Patients recovering from surgery for colorectal cancer are often required to stay in the hospital for up to 10 days, and unfortunately often experience significant pain. As such, researchers at the University of Virginia Health System (UVA-Health), Charlottesville, developed a standardized approach known as enhanced recovery for colorectal surgical care to assuage the complications.

The program incorporates proven practices that lead to faster recovery into the preoperative, intraoperative, and postoperative phases of surgical patient care.

Coauthor Traci Hedrick, MD, FACS, assistant professor of surgery, and her team analyzed data from 207 patients at UVA-Health undergoing elective colorectal operations both before and after the enhanced recovery protocol took effect. Of the patient population, 109 patients were studied in the enhanced recovery group, and 98 in the conventional group.

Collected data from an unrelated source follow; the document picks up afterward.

impl RuleEvaluator {
    pub fn new(
        device: &DeviceConfig,
        input_pin: Option<u8>,
        sink: Arc<dyn SampleSink>,
        hal: Arc<dyn HardwareProvider>,
        dispatcher: Arc<ActionDispatcher>,
        firings: broadcast::Sender<Firing>,
    ) -> Self {
        Self {
            device_id: device.id.clone(),
            location: device.location.clone(),
            period: device.period(),
            input_pin,
            sink,
            hal,
            dispatcher,
            timers: Mutex::new(HashMap::new()),
            last_values: Mutex::new(BTreeMap::new()),
            firings,
        }
    }

    pub fn subscribe(&self) -> broadcast::Receiver<Firing> {
        self.firings.subscribe()
    }

    /// lookup window for threshold rules
    pub fn lookback(&self) -> Duration {
        self.period.mul_f64(LOOKBACK_PERIODS)
    }

    fn timers(&self) -> std::sync::MutexGuard<'_, HashMap<String, RuleTimer>> {
        match self.timers.lock() {
            Ok(t) => t,
            Err(poisoned) => poisoned.into_inner(),
        }
    }

    /// start timers for rules seen for the first time and drop timers of
    /// rules that are gone. existing timers (and last fired) are left alone.
    pub fn adopt(&self, table: &RuleTable, now: Instant) {
        let mut timers = self.timers();
        timers.retain(|id, _| table.get(id).is_some());
        self.dispatcher.limiter().retain(|id| table.get(id).is_some());
        for rule in table.active() {
            timers.entry(rule.id.clone()).or_insert(RuleTimer {
                next_check: now + rule.period(),
                last_fired: None,
            });
            self.dispatcher.limiter().register(&rule.id, now);
        }
    }

    pub fn last_fired(&self, rule_id: &str) -> Option<Instant> {
        self.timers().get(rule_id).and_then(|t| t.last_fired)
    }

    pub fn record_sample(&self, sample: &Sample) {
        if let Ok(mut values) = self.last_values.lock() {
            values.extend(sample.values.iter().map(|(k, v)| (k.clone(), *v)));
        }
    }

    /// cadence evaluation from the tick loop. a rule is checked when the
    /// measurement just became due or its own period has elapsed.
    /// returns the ids of rules that fired.
    pub async fn evaluate_due(
        &self,
        table: &RuleTable,
        now: Instant,
        measurement_due: bool,
    ) -> Vec<String> {
        let mut fired = Vec::new();
        if table.is_empty() {
            return fired;
        }
        for rule in table.active() {
            if matches!(rule.trigger, Trigger::Edge { .. }) {
                continue;
            }
            let eligible = {
                let mut timers = self.timers();
                let timer = timers.entry(rule.id.clone()).or_insert(RuleTimer {
                    next_check: now + rule.period(),
                    last_fired: None,
                });
                if measurement_due || now >= timer.next_check {
                    timer.next_check = now + rule.period();
                    true
                } else {
                    false
                }
            };
            if !eligible {
                continue;
            }
            if let Some(message) = self.check(rule).await {
                self.fire(rule, message, now);
                fired.push(rule.id.clone());
            }
        }
        fired
    }

    /// edge path: only edge rules matching `direction`, no cadence
    pub fn evaluate_edge(&self, table: &RuleTable, direction: EdgeDirection, now: Instant) -> Vec<String> {
        let mut fired = Vec::new();
        for rule in table.active().filter(|r| r.trigger.matches_edge(direction)) {
            let label = match direction {
                EdgeDirection::Rising => "Rising",
                EdgeDirection::Falling => "Falling",
            };
            let message = format!("{} {label} Edge Detected.", header(rule));
            self.fire(rule, message, now);
            fired.push(rule.id.clone());
        }
        fired
    }

    /// trigger message when the rule's predicate holds
    async fn check(&self, rule: &ConditionalRule) -> Option<String> {
        match &rule.trigger {
            Trigger::Threshold { measurement, direction, setpoint } => {
                let latest = match self
                    .sink
                    .read_latest(&self.device_id, measurement, self.lookback())
                    .await
                {
                    Ok(latest) => latest,
                    Err(e) => {
                        tracing::warn!(device = %self.device_id, rule = %rule.id, "latest value lookup failed: {e}");
                        return None;
                    }
                };
                let Some(value) = latest else {
                    tracing::debug!(device = %self.device_id, rule = %rule.id, measurement = %measurement, "no recent measurement");
                    return None;
                };
                direction.satisfied(value, *setpoint).then(|| {
                    format!(
                        "{} {measurement}: {value} ({} {setpoint} set value).",
                        header(rule),
                        direction.symbol()
                    )
                })
            }
            Trigger::State { level } => {
                let Some(pin) = self.input_pin else {
                    tracing::debug!(device = %self.device_id, rule = %rule.id, "state rule on a device without an input pin");
                    return None;
                };
                let hal = self.hal.clone();
                let current = match tokio::task::spawn_blocking(move || hal.read_gpio(pin)).await {
                    Ok(Ok(level)) => level,
                    Ok(Err(e)) => {
                        tracing::warn!(device = %self.device_id, pin, "gpio read failed: {e:#}");
                        return None;
                    }
                    Err(e) => {
                        tracing::warn!(device = %self.device_id, pin, "gpio read task failed: {e}");
                        return None;
                    }
                };
                level.matches(current).then(|| {
                    let label = if current { "High" } else { "Low" };
                    format!("{} {label} GPIO State Detected.", header(rule))
                })
            }
            Trigger::Edge { .. } => None,
        }
    }

    fn fire(&self, rule: &ConditionalRule, message: String, now: Instant) {
        {
            let mut timers = self.timers();
            let timer = timers.entry(rule.id.clone()).or_insert(RuleTimer {
                next_check: now + rule.period(),
                last_fired: None,
            });
            timer.last_fired = Some(timer.last_fired.map_or(now, |t| t.max(now)));
        }

        let ctx = FiringContext {
            device_id: self.device_id.clone(),
            location: self.location.clone(),
            rule_id: rule.id.clone(),
            rule_name: rule.display_name().to_string(),
            rule_period: rule.period(),
            values: self.last_values.lock().map(|v| v.clone()).unwrap_or_default(),
        };
        let actions = rule.actions.clone();
        let dispatcher = self.dispatcher.clone();
        let firings = self.firings.clone();
        tokio::spawn(async move {
            let report = dispatcher.execute(&ctx, &actions, message).await;
            tracing::info!(device = %ctx.device_id, rule = %ctx.rule_id, "{}", report.message);
            // no subscribers is fine
            let _ = firings.send(Firing {
                rule_id: ctx.rule_id,
                device_id: ctx.device_id,
                message: report.message,
                at_ms: now_ms(),
            });
        });
    }
}

fn header(rule: &ConditionalRule) -> String {
    format!("[Rule: {} ({})]", rule.display_name(), rule.id)
}

#[cfg(test)]
mod tests {
    use super::*;
    use crate::actions::Recorder;
    use crate::config::EdgePolicy;
    use crate::hal::MockHal;
    use crate::ratelimit::NotificationRateLimiter;
    use crate::rules::{Action, Direction, GpioLevel};
    use crate::sink::{points_for, MemorySink};

    fn device() -> DeviceConfig {
        toml::from_str(
            r#"
id = "greenhouse"
kind = "dht22"
location = "4"
period_secs = 60.0
"#,
        )
        .unwrap()
    }

    fn rule(id: &str, trigger: Trigger) -> ConditionalRule {
        ConditionalRule {
            id: id.into(),
            name: String::new(),
            activated: true,
            trigger,
            period_secs: 60.0,
            actions: vec![Action::Email { recipient: "me@example.com".into() }],
        }
    }

    fn above(setpoint: f64) -> Trigger {
        Trigger::Threshold { measurement: "temperature".into(), direction: Direction::Above, setpoint }
    }

    struct Fixture {
        sink: Arc<MemorySink>,
        hal: Arc<MockHal>,
        recorder: Arc<Recorder>,
        evaluator: RuleEvaluator,
    }

    fn fixture() -> Fixture {
        let sink = Arc::new(MemorySink::new());
        let hal = Arc::new(MockHal::new());
        let recorder = Recorder::new();
        let dispatcher = Arc::new(ActionDispatcher::new(
            recorder.collaborators(),
            Arc::new(NotificationRateLimiter::new(10)),
        ));
        let (tx, _) = broadcast::channel(16);
        let evaluator =
            RuleEvaluator::new(&device(), Some(4), sink.clone(), hal.clone(), dispatcher, tx);
        Fixture { sink, hal, recorder, evaluator }
    }

    async fn store(sink: &MemorySink, value: f64) {
        sink.write(&points_for("greenhouse", &Sample::single("temperature", value)))
            .await
            .unwrap();
    }

    #[tokio::test(start_paused = true)]
    async fn test_value_at_setpoint_does_not_fire() {
        let f = fixture();
        let table = RuleTable::new(1, vec![rule("hot", above(30.0))]);
        f.evaluator.adopt(&table, Instant::now());

        store(&f.sink, 30.0).await;
        assert!(f.evaluator.evaluate_due(&table, Instant::now(), true).await.is_empty());

        store(&f.sink, 30.5).await;
        let fired = f.evaluator.evaluate_due(&table, Instant::now(), true).await;
        assert_eq!(fired, vec!["hot".to_string()]);
    }

    #[tokio::test(start_paused = true)]
    async fn test_zero_is_a_real_reading() {
        let f = fixture();
        let below = Trigger::Threshold {
            measurement: "temperature".into(),
            direction: Direction::Below,
            setpoint: 1.0,
        };
        let table = RuleTable::new(1, vec![rule("freeze", below)]);
        store(&f.sink, 0.0).await;
        assert_eq!(f.evaluator.evaluate_due(&table, Instant::now(), true).await.len(), 1);
    }

    #[tokio::test(start_paused = true)]
    async fn test_missing_measurement_is_skipped() {
        let f = fixture();
        let table = RuleTable::new(1, vec![rule("hot", above(30.0))]);
        assert!(f.evaluator.evaluate_due(&table, Instant::now(), true).await.is_empty());
    }

    #[tokio::test(start_paused = true)]
    async fn test_cadence_gates_evaluation() {
        let f = fixture();
        let table = RuleTable::new(1, vec![rule("hot", above(30.0))]);
        let start = Instant::now();
        f.evaluator.adopt(&table, start);
        store(&f.sink, 35.0).await;

        // not due yet and no fresh measurement
        assert!(f.evaluator.evaluate_due(&table, start + Duration::from_secs(10), false).await.is_empty());
        // own period elapsed
        assert_eq!(f.evaluator.evaluate_due(&table, start + Duration::from_secs(60), false).await.len(), 1);
        assert!(f.evaluator.evaluate_due(&table, start + Duration::from_secs(61), false).await.is_empty());
        assert_eq!(f.evaluator.last_fired("hot"), Some(start + Duration::from_secs(60)));
    }

    #[tokio::test(start_paused = true)]
    async fn test_timers_survive_adopt() {
        let f = fixture();
        let start = Instant::now();
        let table = RuleTable::new(1, vec![rule("hot", above(30.0))]);
        f.evaluator.adopt(&table, start);
        store(&f.sink, 35.0).await;
        f.evaluator.evaluate_due(&table, start, true).await;
        let fired_at = f.evaluator.last_fired("hot");
        assert!(fired_at.is_some());

        let next = RuleTable::new(2, vec![rule("hot", above(20.0)), rule("cold", above(50.0))]);
        f.evaluator.adopt(&next, start + Duration::from_secs(5));
        assert_eq!(f.evaluator.last_fired("hot"), fired_at);
        assert_eq!(f.evaluator.last_fired("cold"), None);

        f.evaluator.adopt(&RuleTable::new(3, vec![]), start + Duration::from_secs(6));
        assert_eq!(f.evaluator.last_fired("hot"), None);
    }

    #[tokio::test(start_paused = true)]
    async fn test_adopt_drops_rate_limit_windows_of_removed_rules() {
        let f = fixture();
        let start = Instant::now();
        let limiter = f.evaluator.dispatcher.limiter();
        f.evaluator.adopt(&RuleTable::new(1, vec![rule("hot", above(30.0)), rule("cold", above(50.0))]), start);
        limiter.check("hot", start);
        limiter.check("cold", start);

        f.evaluator.adopt(&RuleTable::new(2, vec![rule("cold", above(40.0))]), start + Duration::from_secs(1));
        assert_eq!(limiter.sent_in_window("hot"), 0);
        assert_eq!(limiter.sent_in_window("cold"), 1);
    }

    #[tokio::test]
    async fn test_edge_rules_match_direction() {
        let f = fixture();
        let table = RuleTable::new(
            1,
            vec![
                rule("open", Trigger::Edge { edge: EdgePolicy::Rising }),
                rule("any", Trigger::Edge { edge: EdgePolicy::Both }),
                rule("hot", above(30.0)),
            ],
        );
        let mut rx = f.evaluator.subscribe();
        let mut fired = f.evaluator.evaluate_edge(&table, EdgeDirection::Falling, Instant::now());
        fired.sort();
        assert_eq!(fired, vec!["any".to_string()]);

        let firing = rx.recv().await.unwrap();
        assert_eq!(firing.rule_id, "any");
        assert!(firing.message.starts_with("[Rule: any (any)] Falling Edge Detected."));
        assert!(firing.message.contains("Notify me@example.com."));
        assert_eq!(f.recorder.mail().len(), 1);
    }

    #[tokio::test]
    async fn test_state_rule_reads_pin() {
        let f = fixture();
        let table = RuleTable::new(1, vec![rule("closed", Trigger::State { level: GpioLevel::Low })]);
        f.hal.set_level(4, true);
        assert!(f.evaluator.evaluate_due(&table, Instant::now(), true).await.is_empty());
        f.hal.set_level(4, false);
        assert_eq!(f.evaluator.evaluate_due(&table, Instant::now(), true).await.len(), 1);
    }

    #[tokio::test]
    async fn test_firing_message_and_substitution() {
        let f = fixture();
        let mut hot = rule("hot", above(30.0));
        hot.name = "too hot".into();
        hot.actions = vec![Action::Command { command: "echo ((temperature))".into() }];
        let table = RuleTable::new(1, vec![hot]);
        let sample = Sample::single("temperature", 31.0);
        f.evaluator.record_sample(&sample);
        f.sink.write(&points_for("greenhouse", &sample)).await.unwrap();

        let mut rx = f.evaluator.subscribe();
        f.evaluator.evaluate_due(&table, Instant::now(), true).await;
        let firing = rx.recv().await.unwrap();
        assert!(firing
            .message
            .starts_with("[Rule: too hot (hot)] temperature: 31 (> 30 set value)."));
        assert!(firing.message.contains("output: 31"));
    }
}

Using the ACS NSQIP® Surgical Risk Calculator, the primary outcome was reported as risk-adjusted length of stay. Furthermore, the team noted that length of hospital stay decreased by 2.2 days, overall complication rate decreased 17%, and patient satisfaction scores with pain control increased 55%. The team was also pleasantly surprised to find that the enhanced recovery approach lowered health care costs by approximately $7,129 per patient, contributing to a total cost savings of more than $700,000.

The beauty of this program is allowing patients to grab the reigns of their own care from the beginning of the process. "The key to our success is that we brought everyone who cares for these patients together, including anesthesiologists, nursing staff, pharmacists, nutritionists, and we coordinated every detail of their care," said Hedrick. "This recovery plan was a quality initiative right from the start."

The researchers realizedprior to initiating the new protocol that patient stays were on average 1.6 days longer than the NSQIP predicted length of stay, whereas, afterward, the average length of patients’ required stay dipped to about half a day below what the NSQIP predicted.

While the team hopes to also work on potentially establishing a similar protocol beyond colorectal cancer procedures, Hendrick concluded, "I think in five years this will be the standard way that we are managing patients, because the results are so dramatic," Hedrick said. "It provides higher quality at lower cost, which is the ultimate goal."